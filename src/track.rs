//! Track records maintained by the tracker.

use std::collections::VecDeque;
use std::fmt;
use std::sync::Arc;

use nalgebra::Vector3;
use serde::{Deserialize, Serialize};

use crate::config::MotionConfig;
use crate::detection::{BBox3D, Category, Detection, PoseSample};
use crate::filter::MotionFilter;
use crate::utils::clamp_unit;

/// Ticks after which the age and recency quality factors saturate.
pub const QUALITY_SATURATION_TICKS: f64 = 30.0;

/// Stable track identity. Issued monotonically and never reused.
#[derive(Debug, Clone, Copy, PartialEq, Eq, PartialOrd, Ord, Hash, Serialize, Deserialize)]
pub struct TrackId(pub u64);

impl fmt::Display for TrackId {
    fn fmt(&self, f: &mut fmt::Formatter<'_>) -> fmt::Result {
        write!(f, "#{}", self.0)
    }
}

/// Issues track ids.
#[derive(Debug, Default)]
pub struct TrackIdFactory {
    next: u64,
}

impl TrackIdFactory {
    pub fn new() -> Self {
        Self::default()
    }

    pub fn next_id(&mut self) -> TrackId {
        let id = TrackId(self.next);
        self.next += 1;
        id
    }

    /// Number of ids issued so far.
    pub fn issued(&self) -> u64 {
        self.next
    }
}

/// Lifecycle state of a track.
#[derive(Debug, Clone, Copy, PartialEq, Eq, Serialize, Deserialize)]
#[serde(rename_all = "SCREAMING_SNAKE_CASE")]
pub enum TrackState {
    Tentative,
    Active,
    Ghost,
    Deleted,
}

impl TrackState {
    pub fn is_live(&self) -> bool {
        !matches!(self, TrackState::Deleted)
    }
}

/// One bounded-history entry.
#[derive(Debug, Clone, PartialEq, Serialize, Deserialize)]
pub struct HistorySample {
    pub tick: u64,
    pub position: Vector3<f64>,
    pub pose: Option<PoseSample>,
}

/// A tracked object.
///
/// Mutated only by the tracking stage; downstream stages read it through a
/// [`TrackSnapshot`].
#[derive(Debug, Clone)]
pub struct Track {
    pub id: TrackId,
    pub state: TrackState,
    pub category: Category,

    /// Filtered position (m).
    pub position: Vector3<f64>,
    /// Filtered velocity (m/s).
    pub velocity: Vector3<f64>,
    /// Smoothed finite-difference acceleration (m/s^2). Zero until a second
    /// velocity sample exists.
    pub acceleration: Vector3<f64>,
    /// Filtered extents around `position`.
    pub bbox: BBox3D,

    /// Ticks since creation.
    pub age: u32,
    pub time_since_update: u32,
    /// Consecutive matched ticks.
    pub hit_streak: u32,
    pub total_hits: u32,
    /// Whether the track has ever been ACTIVE.
    pub confirmed: bool,

    pub embedding: Option<Vec<f64>>,
    pub quality_score: f64,
    pub match_frequency: f64,
    pub confidence: f64,

    pub history: VecDeque<HistorySample>,
    pub(crate) filter: Box<dyn MotionFilter>,
}

impl Track {
    /// Create a TENTATIVE track from an unmatched detection.
    pub fn new(
        id: TrackId,
        detection: &Detection,
        filter: Box<dyn MotionFilter>,
        tick: u64,
        history_length: usize,
    ) -> Self {
        let mut track = Self {
            id,
            state: TrackState::Tentative,
            category: detection.category,
            position: detection.position(),
            velocity: Vector3::zeros(),
            acceleration: Vector3::zeros(),
            bbox: detection.bbox,
            age: 0,
            time_since_update: 0,
            hit_streak: 1,
            total_hits: 1,
            confirmed: false,
            embedding: detection.embedding.clone(),
            quality_score: 0.0,
            match_frequency: 1.0,
            confidence: clamp_unit(detection.confidence),
            history: VecDeque::with_capacity(history_length),
            filter,
        };
        track.push_history(tick, detection.pose, history_length);
        track.refresh_quality();
        track
    }

    pub fn is_live(&self) -> bool {
        self.state.is_live()
    }

    pub fn is_ghost(&self) -> bool {
        self.state == TrackState::Ghost
    }

    /// Speed in m/s.
    pub fn speed(&self) -> f64 {
        self.velocity.norm()
    }

    /// One-sigma position uncertainty from the motion filter.
    pub fn position_uncertainty(&self) -> Vector3<f64> {
        self.filter.position_uncertainty()
    }

    /// Pose samples from the history, oldest first.
    pub fn poses(&self) -> impl Iterator<Item = (u64, &PoseSample)> + '_ {
        self.history
            .iter()
            .filter_map(|s| s.pose.as_ref().map(|p| (s.tick, p)))
    }

    /// Latest pose, if any.
    pub fn latest_pose(&self) -> Option<&PoseSample> {
        self.history.iter().rev().find_map(|s| s.pose.as_ref())
    }

    pub fn summary(&self) -> TrackSummary {
        TrackSummary {
            id: self.id,
            category: self.category,
            state: self.state,
            position: self.position,
            velocity: self.velocity,
            quality_score: self.quality_score,
        }
    }

    pub(crate) fn push_history(&mut self, tick: u64, pose: Option<PoseSample>, capacity: usize) {
        if capacity == 0 {
            return;
        }
        while self.history.len() >= capacity {
            self.history.pop_front();
        }
        self.history.push_back(HistorySample {
            tick,
            position: self.position,
            pose,
        });
    }

    /// Copy kinematics out of the filter and update the acceleration estimate.
    pub(crate) fn refresh_kinematics(&mut self, motion: &MotionConfig) {
        let previous_velocity = self.velocity;
        let velocity = self.filter.velocity();
        let (width, height) = self.filter.extent();

        self.position = self.filter.position();
        self.bbox = BBox3D::new(self.position, width.max(0.0), height.max(0.0), self.bbox.depth);

        if self.age > 0 && motion.tick_interval > 0.0 {
            let raw = (velocity - previous_velocity) / motion.tick_interval;
            let alpha = motion.acceleration_smoothing;
            let mut acceleration = raw * alpha + self.acceleration * (1.0 - alpha);
            let magnitude = acceleration.norm();
            if magnitude > motion.max_acceleration {
                acceleration *= motion.max_acceleration / magnitude;
            }
            if acceleration.iter().all(|v| v.is_finite()) {
                self.acceleration = acceleration;
            } else {
                self.acceleration = Vector3::zeros();
            }
        }
        self.velocity = velocity;
    }

    /// Recompute `match_frequency` and `quality_score`.
    pub(crate) fn refresh_quality(&mut self) {
        self.match_frequency = clamp_unit(self.total_hits as f64 / (self.age as f64 + 1.0));
        self.quality_score = quality_score(
            self.age,
            self.match_frequency,
            self.confidence,
            self.time_since_update,
        );
    }
}

/// Composite track reliability in [0, 1].
///
/// `0.3 * age + 0.3 * match_frequency + 0.2 * confidence + 0.2 * recency`,
/// each factor clamped to [0, 1].
pub fn quality_score(age: u32, match_frequency: f64, confidence: f64, time_since_update: u32) -> f64 {
    let age_factor = clamp_unit(age as f64 / QUALITY_SATURATION_TICKS);
    let recency_factor = clamp_unit(1.0 - time_since_update as f64 / QUALITY_SATURATION_TICKS);
    let score = 0.3 * age_factor
        + 0.3 * clamp_unit(match_frequency)
        + 0.2 * clamp_unit(confidence)
        + 0.2 * recency_factor;
    clamp_unit(score)
}

/// Track fields exposed to representation placement.
#[derive(Debug, Clone, PartialEq, Serialize, Deserialize)]
pub struct TrackSummary {
    pub id: TrackId,
    pub category: Category,
    pub state: TrackState,
    pub position: Vector3<f64>,
    pub velocity: Vector3<f64>,
    pub quality_score: f64,
}

/// Immutable view of the live tracks after one tracking step.
#[derive(Debug, Clone)]
pub struct TrackSnapshot {
    tick: u64,
    tracks: Arc<[Track]>,
}

impl Default for TrackSnapshot {
    fn default() -> Self {
        Self::new(0, Vec::new())
    }
}

impl TrackSnapshot {
    pub fn new(tick: u64, tracks: Vec<Track>) -> Self {
        Self {
            tick,
            tracks: tracks.into(),
        }
    }

    pub fn tick(&self) -> u64 {
        self.tick
    }

    pub fn tracks(&self) -> &[Track] {
        &self.tracks
    }

    pub fn iter(&self) -> impl Iterator<Item = &Track> {
        self.tracks.iter()
    }

    pub fn get(&self, id: TrackId) -> Option<&Track> {
        self.tracks.iter().find(|t| t.id == id)
    }

    pub fn len(&self) -> usize {
        self.tracks.len()
    }

    pub fn is_empty(&self) -> bool {
        self.tracks.is_empty()
    }

    pub fn summaries(&self) -> Vec<TrackSummary> {
        self.tracks.iter().map(Track::summary).collect()
    }
}

#[cfg(test)]
mod tests {
    use super::*;
    use crate::filter::{AdaptiveKalmanFilterFactory, MotionFilterFactory};
    use approx::assert_relative_eq;

    fn new_track(id: u64) -> Track {
        let det = Detection::from_center([0.5, 0.9, 15.0], [0.6, 1.8, 0.5], Category::Person(None), 0.8)
            .unwrap();
        let filter = AdaptiveKalmanFilterFactory::new(MotionConfig::default()).create_filter(&det);
        Track::new(TrackId(id), &det, filter, 0, 10)
    }

    #[test]
    fn test_id_factory_is_monotonic() {
        let mut factory = TrackIdFactory::new();
        let a = factory.next_id();
        let b = factory.next_id();
        assert!(b > a);
        assert_eq!(factory.issued(), 2);
        assert_eq!(format!("{}", b), "#1");
    }

    #[test]
    fn test_new_track_is_tentative() {
        let track = new_track(3);
        assert_eq!(track.state, TrackState::Tentative);
        assert_eq!(track.hit_streak, 1);
        assert_eq!(track.history.len(), 1);
        assert_relative_eq!(track.match_frequency, 1.0);
        assert_relative_eq!(track.acceleration.norm(), 0.0);
    }

    #[test]
    fn test_quality_score_weights() {
        // Fresh perfect track: age 0, mf 1, conf 1, recency 1
        assert_relative_eq!(quality_score(0, 1.0, 1.0, 0), 0.7, epsilon = 1e-12);
        // Saturated
        assert_relative_eq!(quality_score(60, 1.0, 1.0, 0), 1.0, epsilon = 1e-12);
        // Stale ghost: recency floored at zero
        assert_relative_eq!(quality_score(30, 0.5, 0.4, 45), 0.3 + 0.15 + 0.08, epsilon = 1e-12);
    }

    #[test]
    fn test_quality_score_clamps_inputs() {
        let q = quality_score(10, 3.0, -2.0, 0);
        assert!((0.0..=1.0).contains(&q));
    }

    #[test]
    fn test_history_is_bounded() {
        let mut track = new_track(0);
        for tick in 1..25 {
            track.push_history(tick, None, 10);
        }
        assert_eq!(track.history.len(), 10);
        assert_eq!(track.history.front().map(|s| s.tick), Some(15));
    }

    #[test]
    fn test_snapshot_lookup() {
        let snapshot = TrackSnapshot::new(4, vec![new_track(1), new_track(2)]);
        assert_eq!(snapshot.len(), 2);
        assert_eq!(snapshot.tick(), 4);
        assert!(snapshot.get(TrackId(2)).is_some());
        assert!(snapshot.get(TrackId(9)).is_none());
        assert_eq!(snapshot.summaries()[0].id, TrackId(1));
    }
}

________________________

TASK PROMPT: Pick out, from the lines above, every one that contains the string "PoseSample".

SOLVED PROBLEM:
use crate::detection::{BBox3D, Category, Detection, PoseSample};
    pub pose: Option<PoseSample>,
    pub fn poses(&self) -> impl Iterator<Item = (u64, &PoseSample)> + '_ {
    pub fn latest_pose(&self) -> Option<&PoseSample> {
    pub(crate) fn push_history(&mut self, tick: u64, pose: Option<PoseSample>, capacity: usize) {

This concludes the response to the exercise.